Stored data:
//! Heartbeat Controller
//!
//! One cycle, start to finish:
//!
//! ```text
//! FetchFeeds ─► MergeDedup ─► ClassifyScore ─► Select ─► Execute
//!                                                            │
//!                        Done ◄── Persist ◄── MaybeCreatePost ◄┘
//! ```
//!
//! Every phase degrades into the next with whatever it managed to produce.
//! Only history I/O is fatal.

use anyhow::{Context, Result};
use chrono::{DateTime, Utc};
use std::collections::HashSet;
use std::fmt;
use std::io::Write;
use std::path::{Path, PathBuf};
use std::time::Duration;
use tracing::{debug, info, warn};

use crate::api::{FeedSource, MoltbookApi};
use crate::classifier::{Classifier, ClassifierConfig, ScoredCandidate};
use crate::config::Config;
use crate::executor::{ActionExecutor, ExecutionReport, ExecutorConfig};
use crate::history::{EngagementHistory, HistoryStore, DEFAULT_HISTORY_LIMIT};
use crate::selector::{ActionBudget, Selector, SelectorConfig};
use crate::templates;
use crate::types::Post;

/// Cycle phases, in order
#[derive(Debug, Clone, Copy, PartialEq, Eq)]
pub enum Phase {
    FetchFeeds,
    MergeDedup,
    ClassifyScore,
    Select,
    Execute,
    MaybeCreatePost,
    Persist,
    Done,
}

impl Phase {
    pub fn as_str(&self) -> &'static str {
        match self {
            Phase::FetchFeeds => "fetch_feeds",
            Phase::MergeDedup => "merge_dedup",
            Phase::ClassifyScore => "classify_score",
            Phase::Select => "select",
            Phase::Execute => "execute",
            Phase::MaybeCreatePost => "maybe_create_post",
            Phase::Persist => "persist",
            Phase::Done => "done",
        }
    }
}

/// Everything a cycle needs besides the API
#[derive(Debug, Clone)]
pub struct HeartbeatConfig {
    pub history_path: PathBuf,
    pub history_limit: usize,
    /// Summary log; None disables the file sink
    pub log_path: Option<PathBuf>,
    pub sources: Vec<FeedSource>,
    pub budget: ActionBudget,
    pub post_cooldown: Duration,
    pub classifier: ClassifierConfig,
    pub selector: SelectorConfig,
    pub executor: ExecutorConfig,
}

impl HeartbeatConfig {
    pub fn from_config(config: &Config) -> Self {
        Self {
            history_path: config.history_path(),
            history_limit: config.history_limit,
            log_path: Some(config.heartbeat_log_path()),
            sources: FeedSource::defaults(&config.submolts),
            budget: config.budget,
            post_cooldown: config.post_cooldown,
            classifier: config.classifier_config(),
            selector: config.selector_config(),
            executor: ExecutorConfig::default(),
        }
    }

    /// Defaults rooted at `state_dir`
    pub fn in_dir(state_dir: impl Into<PathBuf>) -> Self {
        let state_dir = state_dir.into();
        Self {
            history_path: state_dir.join("engagement_history.json"),
            history_limit: DEFAULT_HISTORY_LIMIT,
            log_path: Some(state_dir.join("heartbeat.log")),
            sources: FeedSource::defaults(&[
                "aithoughts".to_string(),
                "introductions".to_string(),
            ]),
            budget: ActionBudget::default(),
            post_cooldown: Duration::from_secs(35 * 60),
            classifier: ClassifierConfig::default(),
            selector: SelectorConfig::default(),
            executor: ExecutorConfig::default(),
        }
    }
}

/// Outcome of one cycle
#[derive(Debug, Clone, Default, PartialEq, Eq)]
pub struct CycleSummary {
    pub posts_analyzed: usize,
    pub candidates_considered: usize,
    pub upvotes_made: usize,
    pub comments_made: usize,
    pub posts_made: usize,
    pub failures: usize,
    pub engagements: Vec<String>,
}

impl fmt::Display for CycleSummary {
    fn fmt(&self, f: &mut fmt::Formatter<'_>) -> fmt::Result {
        writeln!(f, "Heartbeat complete.")?;
        writeln!(f, "- Posts analyzed: {}", self.posts_analyzed)?;
        writeln!(f, "- Posts worth considering: {}", self.candidates_considered)?;
        writeln!(f, "- Upvotes: {}", self.upvotes_made)?;
        writeln!(f, "- Comments: {}", self.comments_made)?;
        writeln!(f, "- Posts created: {}", self.posts_made)?;
        if self.failures > 0 {
            writeln!(f, "- Failed actions: {}", self.failures)?;
        }
        writeln!(f)?;
        writeln!(f, "Engagements:")?;
        if self.engagements.is_empty() {
            write!(f, "None this cycle")
        } else {
            write!(f, "{}", self.engagements.join("\n"))
        }
    }
}

/// Concatenate feeds, keeping the first copy of each post id
pub fn merge_feeds(batches: Vec<Vec<Post>>) -> Vec<Post> {
    let mut seen = HashSet::new();
    batches
        .into_iter()
        .flatten()
        .filter(|post| seen.insert(post.id.clone()))
        .collect()
}

/// Post when we never have, or the cooldown has fully elapsed
pub fn should_post(history: &EngagementHistory, now: DateTime<Utc>, cooldown: Duration) -> bool {
    match history.last_post_time() {
        None => true,
        Some(last) => match (now - last).to_std() {
            Ok(elapsed) => elapsed > cooldown,
            // last post in the future: clock skew, wait
            Err(_) => false,
        },
    }
}

pub struct Heartbeat<A> {
    api: A,
    store: HistoryStore,
    classifier: Classifier,
    selector: Selector,
    executor: ActionExecutor,
    config: HeartbeatConfig,
}

impl<A: MoltbookApi> Heartbeat<A> {
    pub fn new(api: A, config: HeartbeatConfig) -> Self {
        Self {
            store: HistoryStore::new(config.history_path.clone(), config.history_limit),
            classifier: Classifier::new(config.classifier.clone()),
            selector: Selector::new(config.selector.clone()),
            executor: ActionExecutor::new(config.executor.clone()),
            api,
            config,
        }
    }

    pub fn api(&self) -> &A {
        &self.api
    }

    /// Run one cycle now
    pub async fn run(&self) -> Result<CycleSummary> {
        self.run_at(Utc::now()).await
    }

    /// Run one cycle with a fixed clock
    pub async fn run_at(&self, now: DateTime<Utc>) -> Result<CycleSummary> {
        info!("Heartbeat starting at {}", now.to_rfc3339());

        let mut history = self
            .store
            .load()
            .with_context(|| format!("loading {}", self.store.path().display()))?;

        self.check_inbox().await;

        enter(Phase::FetchFeeds);
        let batches = self.fetch_feeds().await;

        enter(Phase::MergeDedup);
        let posts = merge_feeds(batches);
        info!("Total unique posts: {}", posts.len());

        enter(Phase::ClassifyScore);
        let candidates: Vec<ScoredCandidate> =
            posts.iter().map(|p| self.classifier.classify(p)).collect();

        enter(Phase::Select);
        let selection = self.selector.select(&candidates, &history, &self.config.budget);
        info!(
            "{} posts worth considering, {} actions selected",
            selection.considered,
            selection.actions.len()
        );

        enter(Phase::Execute);
        let mut report = ExecutionReport::default();
        self.executor
            .execute(&self.api, &selection.actions, &mut history, &mut report)
            .await;

        enter(Phase::MaybeCreatePost);
        self.maybe_create_post(&posts, now, &mut history, &mut report).await;

        enter(Phase::Persist);
        self.store
            .save(&history)
            .with_context(|| format!("saving {}", self.store.path().display()))?;

        enter(Phase::Done);
        let summary = CycleSummary {
            posts_analyzed: posts.len(),
            candidates_considered: selection.considered,
            upvotes_made: report.upvotes,
            comments_made: report.comments,
            posts_made: report.posts,
            failures: report.failures,
            engagements: report.engagements,
        };

        info!(
            "Heartbeat complete: analyzed={}, considered={}, upvotes={}, comments={}, posts={}",
            summary.posts_analyzed,
            summary.candidates_considered,
            summary.upvotes_made,
            summary.comments_made,
            summary.posts_made
        );
        self.append_log(now, &summary);

        Ok(summary)
    }

    /// DM and profile lookups; logged, never acted on
    async fn check_inbox(&self) {
        match self.api.check_dms().await {
            Ok(status) => info!("DM status: {}", status),
            Err(e) => warn!("DM check failed: {}", e),
        }
        match self.api.profile().await {
            Ok(profile) => debug!("Profile: {}", profile),
            Err(e) => warn!("Profile lookup failed: {}", e),
        }
    }

    async fn fetch_feeds(&self) -> Vec<Vec<Post>> {
        let mut batches = Vec::with_capacity(self.config.sources.len());
        for source in &self.config.sources {
            match self.api.fetch_feed(source).await {
                Ok(posts) => {
                    info!("{}: {} posts", source, posts.len());
                    batches.push(posts);
                }
                Err(e) => warn!("Failed to fetch {}: {}", source, e),
            }
        }
        batches
    }

    async fn maybe_create_post(
        &self,
        posts: &[Post],
        now: DateTime<Utc>,
        history: &mut EngagementHistory,
        report: &mut ExecutionReport,
    ) {
        if self.config.budget.max_posts == 0 {
            debug!("Post budget is zero, skipping post");
            return;
        }
        if !should_post(history, now, self.config.post_cooldown) {
            info!("Skipping post (cooldown active)");
            return;
        }

        let hot = templates::hot_topic(posts, &self.classifier.config().high);
        let post = templates::post_for(now, &hot);
        info!("Creating post '{}' (hot topic: {})", post.title, hot);
        self.executor
            .publish(&self.api, &post, now, history, report)
            .await;
    }

    fn append_log(&self, now: DateTime<Utc>, summary: &CycleSummary) {
        if let Some(path) = &self.config.log_path {
            if let Err(e) = append_summary(path, now, summary) {
                warn!("Failed to append heartbeat log {}: {}", path.display(), e);
            }
        }
    }
}

fn append_summary(path: &Path, now: DateTime<Utc>, summary: &CycleSummary) -> std::io::Result<()> {
    if let Some(parent) = path.parent() {
        if !parent.as_os_str().is_empty() {
            std::fs::create_dir_all(parent)?;
        }
    }
    let mut file = std::fs::OpenOptions::new()
        .create(true)
        .append(true)
        .open(path)?;
    write!(file, "\n[{}]\n{}\n", now.to_rfc3339(), summary)
}

fn enter(phase: Phase) {
    debug!(phase = phase.as_str(), "Heartbeat phase");
}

# [WORK REQUEST]
Only a number is expected in reply: how many lines of the entries hold the word "ActionExecutor"?

# [ANSWER SECTION]
3